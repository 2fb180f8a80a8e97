use std::path::Path;

use anyhow::{Context, Result};
use log::{debug, info, warn};

use crate::{
    cli::{FilterArgs, OptionsArgs},
    coerce::PRICE_COLUMN,
    criteria::{self, ALL, CONDITION_COLUMN, CRANE_TYPE_COLUMN, Criteria},
    export, io_utils,
    pipeline::{self, Pipeline},
    table,
};

pub fn execute(args: &FilterArgs) -> Result<()> {
    let encoding = io_utils::resolve_encoding(args.input_encoding.as_deref())?;
    let criteria = resolve_criteria(args)?;
    debug!("Criteria: {criteria:?}");

    let mut pipeline = Pipeline::new().with_encoding(encoding);
    let outcome = pipeline.load(&args.input);
    if outcome.is_empty() {
        warn!(
            "{}",
            outcome
                .message
                .as_deref()
                .unwrap_or("Selected file is empty or could not be loaded")
        );
        return Ok(());
    }
    let raw = outcome.dataset;

    let result = pipeline::run(raw.clone(), &criteria)
        .with_context(|| format!("Filtering {:?}", args.input))?;
    println!(
        "Showing {} crane listings that match your filters.",
        result.filtered.len()
    );
    table::print_dataset(&result.filtered, args.rows);

    if let Some(path) = &args.output {
        let bytes = export::to_csv_bytes(&result.filtered)?;
        write_payload(path, &bytes)?;
        info!("Exported {} row(s) to {:?}", result.filtered.len(), path);
    }
    if let Some(path) = &args.xlsx {
        let bytes = export::to_xlsx_bytes(&result.filtered)?;
        write_payload(path, &bytes)?;
        info!("Exported {} row(s) to {:?}", result.filtered.len(), path);
    }

    if args.raw {
        println!();
        println!("Full raw dataset ({} entries):", raw.len());
        table::print_dataset(&raw, 0);
    }
    Ok(())
}

pub fn show_options(args: &OptionsArgs) -> Result<()> {
    let encoding = io_utils::resolve_encoding(args.input_encoding.as_deref())?;
    let mut pipeline = Pipeline::new().with_encoding(encoding);
    let outcome = pipeline.load(&args.input);
    if outcome.is_empty() {
        warn!(
            "{}",
            outcome
                .message
                .as_deref()
                .unwrap_or("Selected file is empty or could not be loaded")
        );
        return Ok(());
    }
    let dataset = pipeline::prepare(outcome.dataset);

    println!("Columns: {}", dataset.columns().join(", "));
    if dataset.has_column(CONDITION_COLUMN) {
        let options = criteria::categorical_options(&dataset, CONDITION_COLUMN)?;
        println!("Condition: {}", with_all(options));
    }
    let crane_types = criteria::categorical_options(&dataset, CRANE_TYPE_COLUMN)
        .with_context(|| format!("Listing crane types in {:?}", args.input))?;
    println!("Crane Type: {}", with_all(crane_types));
    match criteria::price_bounds(&dataset) {
        Some((min, max)) => println!("Price Range: {min} - {max}"),
        None if dataset.has_column(PRICE_COLUMN) => println!("Price Range: no numeric prices"),
        None => {}
    }
    Ok(())
}

fn with_all(options: Vec<String>) -> String {
    std::iter::once(ALL.to_string())
        .chain(options)
        .collect::<Vec<_>>()
        .join(", ")
}

fn resolve_criteria(args: &FilterArgs) -> Result<Criteria> {
    let base = match &args.criteria {
        Some(path) => Criteria::load(path)
            .with_context(|| format!("Loading criteria from {path:?}"))?,
        None => Criteria::default(),
    };
    Ok(base.merge(args.flag_criteria()))
}

fn write_payload(path: &Path, bytes: &[u8]) -> Result<()> {
    std::fs::write(path, bytes).with_context(|| format!("Writing export to {path:?}"))
}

──────────

**TASK GOAL:**
The entries shown above must be reproduced in full, exactly as written.

**YOUR SOLUTION:**
repository 2fb180f8a80a8e97
use std::path::Path;

use anyhow::{Context, Result};
use log::{debug, info, warn};

use crate::{
    cli::{FilterArgs, OptionsArgs},
    coerce::PRICE_COLUMN,
    criteria::{self, ALL, CONDITION_COLUMN, CRANE_TYPE_COLUMN, Criteria},
    export, io_utils,
    pipeline::{self, Pipeline},
    table,
};

pub fn execute(args: &FilterArgs) -> Result<()> {
    let encoding = io_utils::resolve_encoding(args.input_encoding.as_deref())?;
    let criteria = resolve_criteria(args)?;
    debug!("Criteria: {criteria:?}");

    let mut pipeline = Pipeline::new().with_encoding(encoding);
    let outcome = pipeline.load(&args.input);
    if outcome.is_empty() {
        warn!(
            "{}",
            outcome
                .message
                .as_deref()
                .unwrap_or("Selected file is empty or could not be loaded")
        );
        return Ok(());
    }
    let raw = outcome.dataset;

    let result = pipeline::run(raw.clone(), &criteria)
        .with_context(|| format!("Filtering {:?}", args.input))?;
    println!(
        "Showing {} crane listings that match your filters.",
        result.filtered.len()
    );
    table::print_dataset(&result.filtered, args.rows);

    if let Some(path) = &args.output {
        let bytes = export::to_csv_bytes(&result.filtered)?;
        write_payload(path, &bytes)?;
        info!("Exported {} row(s) to {:?}", result.filtered.len(), path);
    }
    if let Some(path) = &args.xlsx {
        let bytes = export::to_xlsx_bytes(&result.filtered)?;
        write_payload(path, &bytes)?;
        info!("Exported {} row(s) to {:?}", result.filtered.len(), path);
    }

    if args.raw {
        println!();
        println!("Full raw dataset ({} entries):", raw.len());
        table::print_dataset(&raw, 0);
    }
    Ok(())
}

pub fn show_options(args: &OptionsArgs) -> Result<()> {
    let encoding = io_utils::resolve_encoding(args.input_encoding.as_deref())?;
    let mut pipeline = Pipeline::new().with_encoding(encoding);
    let outcome = pipeline.load(&args.input);
    if outcome.is_empty() {
        warn!(
            "{}",
            outcome
                .message
                .as_deref()
                .unwrap_or("Selected file is empty or could not be loaded")
        );
        return Ok(());
    }
    let dataset = pipeline::prepare(outcome.dataset);

    println!("Columns: {}", dataset.columns().join(", "));
    if dataset.has_column(CONDITION_COLUMN) {
        let options = criteria::categorical_options(&dataset, CONDITION_COLUMN)?;
        println!("Condition: {}", with_all(options));
    }
    let crane_types = criteria::categorical_options(&dataset, CRANE_TYPE_COLUMN)
        .with_context(|| format!("Listing crane types in {:?}", args.input))?;
    println!("Crane Type: {}", with_all(crane_types));
    match criteria::price_bounds(&dataset) {
        Some((min, max)) => println!("Price Range: {min} - {max}"),
        None if dataset.has_column(PRICE_COLUMN) => println!("Price Range: no numeric prices"),
        None => {}
    }
    Ok(())
}

fn with_all(options: Vec<String>) -> String {
    std::iter::once(ALL.to_string())
        .chain(options)
        .collect::<Vec<_>>()
        .join(", ")
}

fn resolve_criteria(args: &FilterArgs) -> Result<Criteria> {
    let base = match &args.criteria {
        Some(path) => Criteria::load(path)
            .with_context(|| format!("Loading criteria from {path:?}"))?,
        None => Criteria::default(),
    };
    Ok(base.merge(args.flag_criteria()))
}

fn write_payload(path: &Path, bytes: &[u8]) -> Result<()> {
    std::fs::write(path, bytes).with_context(|| format!("Writing export to {path:?}"))
}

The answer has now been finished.